Supplied entries:
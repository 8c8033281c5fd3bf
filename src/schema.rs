use std::collections::HashMap;

use once_cell::sync::Lazy;

pub const NAME_FIELD: &str = "name";

#[derive(Debug, Clone, Copy, PartialEq, Eq, Hash)]
pub enum StatKind {
    Rating,
    ContestCount,
    SolvedCount,
}

impl StatKind {
    pub fn label(self) -> &'static str {
        match self {
            StatKind::Rating => "rating",
            StatKind::ContestCount => "contest-count",
            StatKind::SolvedCount => "solved-count",
        }
    }
}

/// One row of the platform capability table: which derived statistics a
/// platform exposes, in column order.
#[derive(Debug, Clone, Copy)]
pub struct PlatformSpec {
    pub name: &'static str,
    pub stats: &'static [StatKind],
}

pub const PLATFORMS: &[PlatformSpec] = &[
    PlatformSpec {
        name: "atcoder",
        stats: &[StatKind::Rating, StatKind::ContestCount],
    },
    PlatformSpec {
        name: "codeforces",
        stats: &[
            StatKind::Rating,
            StatKind::ContestCount,
            StatKind::SolvedCount,
        ],
    },
    PlatformSpec {
        name: "nowcoder",
        stats: &[StatKind::Rating, StatKind::ContestCount],
    },
    PlatformSpec {
        name: "leetcode",
        stats: &[StatKind::Rating, StatKind::ContestCount],
    },
    PlatformSpec {
        name: "luogu",
        stats: &[StatKind::SolvedCount],
    },
    PlatformSpec {
        name: "vjudge",
        stats: &[StatKind::SolvedCount],
    },
];

static STANDARD: Lazy<ColumnSchema> = Lazy::new(|| ColumnSchema::from_platforms(PLATFORMS));

#[derive(Debug, Clone, PartialEq, Eq)]
pub enum ColumnKind {
    Name,
    Handle { platform: String },
    Stat { platform: String, kind: StatKind },
}

#[derive(Debug, Clone, PartialEq, Eq)]
pub struct Column {
    pub title: String,
    pub kind: ColumnKind,
}

#[derive(Debug, Clone, Copy, PartialEq, Eq)]
pub struct DerivedColumn {
    pub kind: StatKind,
    pub column: usize,
}

#[derive(Debug, Clone)]
pub struct ColumnSchema {
    columns: Vec<Column>,
    fields: Vec<String>,
    index: HashMap<String, usize>,
    derived: HashMap<String, Vec<DerivedColumn>>,
}

impl ColumnSchema {
    /// The name column followed by, per platform, its handle column and
    /// then its derived statistic columns.
    pub fn from_platforms(platforms: &[PlatformSpec]) -> Self {
        let mut schema = ColumnSchema {
            columns: Vec::new(),
            fields: Vec::new(),
            index: HashMap::new(),
            derived: HashMap::new(),
        };
        schema.push(NAME_FIELD.to_string(), ColumnKind::Name);
        schema.fields.push(NAME_FIELD.to_string());

        for spec in platforms {
            schema.push(
                spec.name.to_string(),
                ColumnKind::Handle {
                    platform: spec.name.to_string(),
                },
            );
            schema.fields.push(spec.name.to_string());

            let mut derived = Vec::with_capacity(spec.stats.len());
            for &kind in spec.stats {
                let column = schema.push(
                    format!("{} {}", spec.name, kind.label()),
                    ColumnKind::Stat {
                        platform: spec.name.to_string(),
                        kind,
                    },
                );
                derived.push(DerivedColumn { kind, column });
            }
            schema.derived.insert(spec.name.to_string(), derived);
        }
        schema
    }

    pub fn standard() -> &'static ColumnSchema {
        &STANDARD
    }

    fn push(&mut self, title: String, kind: ColumnKind) -> usize {
        let idx = self.columns.len();
        self.index.insert(title.clone(), idx);
        self.columns.push(Column { title, kind });
        idx
    }

    pub fn len(&self) -> usize {
        self.columns.len()
    }

    pub fn is_empty(&self) -> bool {
        self.columns.is_empty()
    }

    pub fn columns(&self) -> &[Column] {
        &self.columns
    }

    pub fn titles(&self) -> impl Iterator<Item = &str> {
        self.columns.iter().map(|c| c.title.as_str())
    }

    pub fn index_of(&self, title: &str) -> Option<usize> {
        self.index.get(title).copied()
    }

    pub fn fields(&self) -> &[String] {
        &self.fields
    }

    pub fn field_column(&self, field: &str) -> Option<usize> {
        let idx = self.index_of(field)?;
        match self.columns[idx].kind {
            ColumnKind::Name | ColumnKind::Handle { .. } => Some(idx),
            ColumnKind::Stat { .. } => None,
        }
    }

    /// Empty for the name field and for platforms without derived columns.
    pub fn derived_columns(&self, platform: &str) -> &[DerivedColumn] {
        self.derived
            .get(platform)
            .map(Vec::as_slice)
            .unwrap_or(&[])
    }
}
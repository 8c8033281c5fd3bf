use std::sync::atomic::{AtomicBool, Ordering};
use std::sync::mpsc;
use std::sync::{Arc, Mutex};
use std::time::Duration;

use ranklist::engine::{FAILED_TEXT, FetchEngine, LOADING_TEXT};
use ranklist::fetch::{ContestRecord, FetchClient, FetchError, SubmitRecord};
use ranklist::populate::populate;
use ranklist::roster::RosterEntry;
use ranklist::schema::{ColumnSchema, PlatformSpec, StatKind};
use ranklist::state::{AppState, Delta, DeltaSink, apply_delta};

const WAIT: Duration = Duration::from_secs(5);

fn scenario_schema() -> ColumnSchema {
    ColumnSchema::from_platforms(&[PlatformSpec {
        name: "codeforces",
        stats: &[StatKind::Rating, StatKind::SolvedCount],
    }])
}

fn alice_roster() -> Vec<RosterEntry> {
    vec![
        RosterEntry::new()
            .with("name", "A")
            .with("codeforces", "alice"),
    ]
}

/// Holds the first contest lookup until released; submit lookups always fail.
struct HeldClient {
    hold_next: AtomicBool,
    entered: Mutex<mpsc::Sender<()>>,
    release: Mutex<mpsc::Receiver<()>>,
}

impl FetchClient for HeldClient {
    fn fetch_contest_record(&self, _: &str, _: &str) -> Result<ContestRecord, FetchError> {
        if self.hold_next.swap(false, Ordering::SeqCst) {
            let _ = self.entered.lock().unwrap().send(());
            let _ = self.release.lock().unwrap().recv_timeout(WAIT);
        }
        Ok(ContestRecord {
            rating: 1500,
            contest_count: 12,
        })
    }

    fn fetch_submit_record(&self, platform: &str, _: &str) -> Result<SubmitRecord, FetchError> {
        Err(FetchError::unavailable(platform, "connection reset"))
    }
}

#[test]
fn back_to_back_passes_through_delta_channel() {
    let schema = scenario_schema();
    let (entered_tx, entered_rx) = mpsc::channel();
    let (release_tx, release_rx) = mpsc::channel();
    let client = Arc::new(HeldClient {
        hold_next: AtomicBool::new(true),
        entered: Mutex::new(entered_tx),
        release: Mutex::new(release_rx),
    });
    let (tx, rx) = mpsc::channel();
    let engine = FetchEngine::start(1, client, Arc::new(DeltaSink::new(tx)));

    let first = populate(&engine, &schema, &alice_roster());
    entered_rx
        .recv_timeout(WAIT)
        .expect("worker should pick up the rating lookup");
    let second = populate(&engine, &schema, &alice_roster());
    assert!(second.pass > first.pass);
    release_tx.send(()).unwrap();
    engine.shutdown();

    let deltas: Vec<Delta> = rx.try_iter().collect();
    assert_eq!(
        deltas.first(),
        Some(&Delta::BeginPass {
            pass: first.pass,
            rows: 1
        })
    );
    let second_start = deltas
        .iter()
        .position(|d| matches!(d, Delta::BeginPass { pass, .. } if *pass == second.pass))
        .expect("second pass began");

    let mut state = AppState::new(&schema);
    let mut stale = Vec::new();
    for (idx, delta) in deltas.into_iter().enumerate() {
        if idx > second_start
            && let Delta::SetCell { pass, text, .. } = &delta
            && *pass == first.pass
        {
            let before = state.grid.clone();
            stale.push(text.clone());
            apply_delta(&mut state, delta);
            assert_eq!(state.grid, before, "stale write must not change the grid");
            continue;
        }
        apply_delta(&mut state, delta);
    }

    // The held lookup finishes after the second pass began; the queued
    // solved-count lookup of the first pass is skipped.
    assert_eq!(stale, vec!["1500".to_string()]);

    let cell = |title: &str| {
        state
            .grid
            .cell(0, schema.index_of(title).expect("column"))
            .to_string()
    };
    assert_eq!(state.grid.pass(), second.pass);
    assert_eq!(state.grid.row_count(), 1);
    assert_eq!(cell("name"), "A");
    assert_eq!(cell("codeforces"), "alice");
    assert_eq!(cell("codeforces rating"), "1500");
    assert_eq!(cell("codeforces solved-count"), FAILED_TEXT);

    let warnings: Vec<&String> = state.logs.iter().filter(|l| l.starts_with("[WARN]")).collect();
    assert_eq!(warnings.len(), 1);
    assert!(warnings[0].starts_with("[WARN] codeforces alice solved-count:"));
    assert!(warnings[0].contains("connection reset"));
}

#[test]
fn begin_pass_delta_clears_cells_and_clamps_selection() {
    let schema = scenario_schema();
    let mut state = AppState::new(&schema);
    apply_delta(&mut state, Delta::BeginPass { pass: 1, rows: 3 });
    apply_delta(
        &mut state,
        Delta::SetCell {
            pass: 1,
            row: 2,
            column: 0,
            text: LOADING_TEXT.to_string(),
        },
    );
    state.selected = 2;

    apply_delta(&mut state, Delta::BeginPass { pass: 2, rows: 1 });
    assert_eq!(state.selected, 0);
    assert_eq!(state.grid.row_count(), 1);
    assert_eq!(state.grid.cell(0, 0), "");

    apply_delta(
        &mut state,
        Delta::SetCell {
            pass: 1,
            row: 0,
            column: 0,
            text: "late".to_string(),
        },
    );
    assert_eq!(state.grid.cell(0, 0), "");
}
use std::collections::VecDeque;
use std::sync::Mutex;
use std::sync::mpsc::Sender;

use chrono::{DateTime, Local};

use crate::engine::{CellSink, FAILED_TEXT, FetchTask, LOADING_TEXT, PassId};
use crate::fetch::FetchError;
use crate::roster::RosterEntry;
use crate::schema::ColumnSchema;

#[derive(Debug, Clone, Copy, PartialEq, Eq)]
pub enum Screen {
    Ranklist,
    Roster,
}

#[derive(Debug, Clone, Copy, PartialEq, Eq)]
pub enum CellState {
    Empty,
    Loading,
    Failed,
    Populated,
}

/// Cell text for the pass that last reset it. Writes carrying any other pass
/// are refused.
#[derive(Debug, Clone, Default, PartialEq, Eq)]
pub struct Grid {
    pass: PassId,
    columns: usize,
    rows: Vec<Vec<String>>,
}

impl Grid {
    pub fn new(columns: usize) -> Self {
        Self {
            pass: 0,
            columns,
            rows: Vec::new(),
        }
    }

    pub fn reset(&mut self, pass: PassId, rows: usize) {
        self.pass = pass;
        self.rows = vec![vec![String::new(); self.columns]; rows];
    }

    /// Returns `false` when the write was dropped (stale pass or out of range).
    pub fn set(&mut self, pass: PassId, row: usize, column: usize, text: String) -> bool {
        if pass != self.pass {
            return false;
        }
        let Some(cell) = self.rows.get_mut(row).and_then(|r| r.get_mut(column)) else {
            return false;
        };
        *cell = text;
        true
    }

    pub fn pass(&self) -> PassId {
        self.pass
    }

    pub fn row_count(&self) -> usize {
        self.rows.len()
    }

    pub fn column_count(&self) -> usize {
        self.columns
    }

    pub fn cell(&self, row: usize, column: usize) -> &str {
        self.rows
            .get(row)
            .and_then(|r| r.get(column))
            .map(String::as_str)
            .unwrap_or("")
    }

    pub fn rows(&self) -> &[Vec<String>] {
        &self.rows
    }

    pub fn cell_state(&self, row: usize, column: usize) -> CellState {
        match self.cell(row, column) {
            "" => CellState::Empty,
            LOADING_TEXT => CellState::Loading,
            FAILED_TEXT => CellState::Failed,
            _ => CellState::Populated,
        }
    }

    pub fn count_state(&self, state: CellState) -> usize {
        (0..self.rows.len())
            .flat_map(|row| (0..self.columns).map(move |column| (row, column)))
            .filter(|&(row, column)| self.cell_state(row, column) == state)
            .count()
    }
}

impl CellSink for Mutex<Grid> {
    fn begin_pass(&self, pass: PassId, rows: usize) {
        if let Ok(mut grid) = self.lock() {
            grid.reset(pass, rows);
        }
    }

    fn set_cell_text(&self, pass: PassId, row: usize, column: usize, text: String) {
        if let Ok(mut grid) = self.lock() {
            grid.set(pass, row, column, text);
        }
    }
}

#[derive(Debug, Clone, PartialEq, Eq)]
pub enum Delta {
    BeginPass {
        pass: PassId,
        rows: usize,
    },
    SetCell {
        pass: PassId,
        row: usize,
        column: usize,
        text: String,
    },
    Log(String),
}

/// Forwards engine output to the UI thread, which applies it in order.
pub struct DeltaSink {
    tx: Sender<Delta>,
}

impl DeltaSink {
    pub fn new(tx: Sender<Delta>) -> Self {
        Self { tx }
    }
}

impl CellSink for DeltaSink {
    fn begin_pass(&self, pass: PassId, rows: usize) {
        let _ = self.tx.send(Delta::BeginPass { pass, rows });
    }

    fn set_cell_text(&self, pass: PassId, row: usize, column: usize, text: String) {
        let _ = self.tx.send(Delta::SetCell {
            pass,
            row,
            column,
            text,
        });
    }

    fn task_failed(&self, task: &FetchTask, err: &FetchError) {
        let _ = self.tx.send(Delta::Log(format!(
            "[WARN] {} {} {}: {err}",
            task.platform,
            task.handle,
            task.kind.label()
        )));
    }
}

#[derive(Debug, Clone, PartialEq, Eq)]
pub struct EditForm {
    /// Roster index being edited; `None` adds a new entry.
    pub index: Option<usize>,
    pub fields: Vec<(String, String)>,
    pub focus: usize,
}

impl EditForm {
    pub fn new(schema: &ColumnSchema, index: Option<usize>, entry: Option<&RosterEntry>) -> Self {
        let fields = schema
            .fields()
            .iter()
            .map(|field| {
                let value = entry
                    .and_then(|e| e.get(field))
                    .unwrap_or_default()
                    .to_string();
                (field.clone(), value)
            })
            .collect();
        Self {
            index,
            fields,
            focus: 0,
        }
    }

    pub fn focus_next(&mut self) {
        if !self.fields.is_empty() {
            self.focus = (self.focus + 1) % self.fields.len();
        }
    }

    pub fn focus_prev(&mut self) {
        if !self.fields.is_empty() {
            self.focus = (self.focus + self.fields.len() - 1) % self.fields.len();
        }
    }

    pub fn push_char(&mut self, ch: char) {
        if let Some((_, value)) = self.fields.get_mut(self.focus) {
            value.push(ch);
        }
    }

    pub fn pop_char(&mut self) {
        if let Some((_, value)) = self.fields.get_mut(self.focus) {
            value.pop();
        }
    }

    pub fn to_entry(&self) -> RosterEntry {
        let mut entry = RosterEntry::new();
        for (field, value) in &self.fields {
            entry.set(field, value);
        }
        entry.normalized()
    }
}

pub struct AppState {
    pub screen: Screen,
    pub grid: Grid,
    pub titles: Vec<String>,
    pub roster: Vec<RosterEntry>,
    pub selected: usize,
    pub roster_selected: usize,
    pub column_offset: usize,
    pub form: Option<EditForm>,
    pub help_overlay: bool,
    pub last_reload: Option<DateTime<Local>>,
    pub logs: VecDeque<String>,
}

impl AppState {
    pub fn new(schema: &ColumnSchema) -> Self {
        Self {
            screen: Screen::Ranklist,
            grid: Grid::new(schema.len()),
            titles: schema.titles().map(str::to_string).collect(),
            roster: Vec::new(),
            selected: 0,
            roster_selected: 0,
            column_offset: 0,
            form: None,
            help_overlay: false,
            last_reload: None,
            logs: VecDeque::new(),
        }
    }

    pub fn push_log(&mut self, msg: impl Into<String>) {
        const MAX_LOGS: usize = 200;
        self.logs.push_back(msg.into());
        while self.logs.len() > MAX_LOGS {
            self.logs.pop_front();
        }
    }

    pub fn toggle_screen(&mut self) {
        self.screen = match self.screen {
            Screen::Ranklist => Screen::Roster,
            Screen::Roster => Screen::Ranklist,
        };
    }

    pub fn select_next(&mut self) {
        match self.screen {
            Screen::Ranklist => {
                if self.selected + 1 < self.grid.row_count() {
                    self.selected += 1;
                }
            }
            Screen::Roster => {
                if self.roster_selected + 1 < self.roster.len() {
                    self.roster_selected += 1;
                }
            }
        }
    }

    pub fn select_prev(&mut self) {
        match self.screen {
            Screen::Ranklist => self.selected = self.selected.saturating_sub(1),
            Screen::Roster => self.roster_selected = self.roster_selected.saturating_sub(1),
        }
    }

    pub fn scroll_right(&mut self) {
        if self.column_offset + 1 < self.titles.len() {
            self.column_offset += 1;
        }
    }

    pub fn scroll_left(&mut self) {
        self.column_offset = self.column_offset.saturating_sub(1);
    }

    /// Adopts a fresh roster snapshot and keeps selections in range.
    pub fn set_roster(&mut self, roster: Vec<RosterEntry>) {
        self.roster = roster;
        let last = self.roster.len().saturating_sub(1);
        self.roster_selected = self.roster_selected.min(last);
        self.selected = self.selected.min(last);
        self.last_reload = Some(Local::now());
    }

    pub fn begin_edit(&mut self, schema: &ColumnSchema, index: Option<usize>) {
        let entry = index.and_then(|idx| self.roster.get(idx));
        self.form = Some(EditForm::new(schema, index, entry));
    }
}

pub fn apply_delta(state: &mut AppState, delta: Delta) {
    match delta {
        Delta::BeginPass { pass, rows } => {
            state.grid.reset(pass, rows);
            state.selected = state.selected.min(rows.saturating_sub(1));
        }
        Delta::SetCell {
            pass,
            row,
            column,
            text,
        } => {
            state.grid.set(pass, row, column, text);
        }
        Delta::Log(msg) => state.push_log(msg),
    }
}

Work instructions:
Search the entries for "crate" and copy each matching line.

Task output:
use crate::engine::{CellSink, FAILED_TEXT, FetchTask, LOADING_TEXT, PassId};
use crate::fetch::FetchError;
use crate::roster::RosterEntry;
use crate::schema::ColumnSchema;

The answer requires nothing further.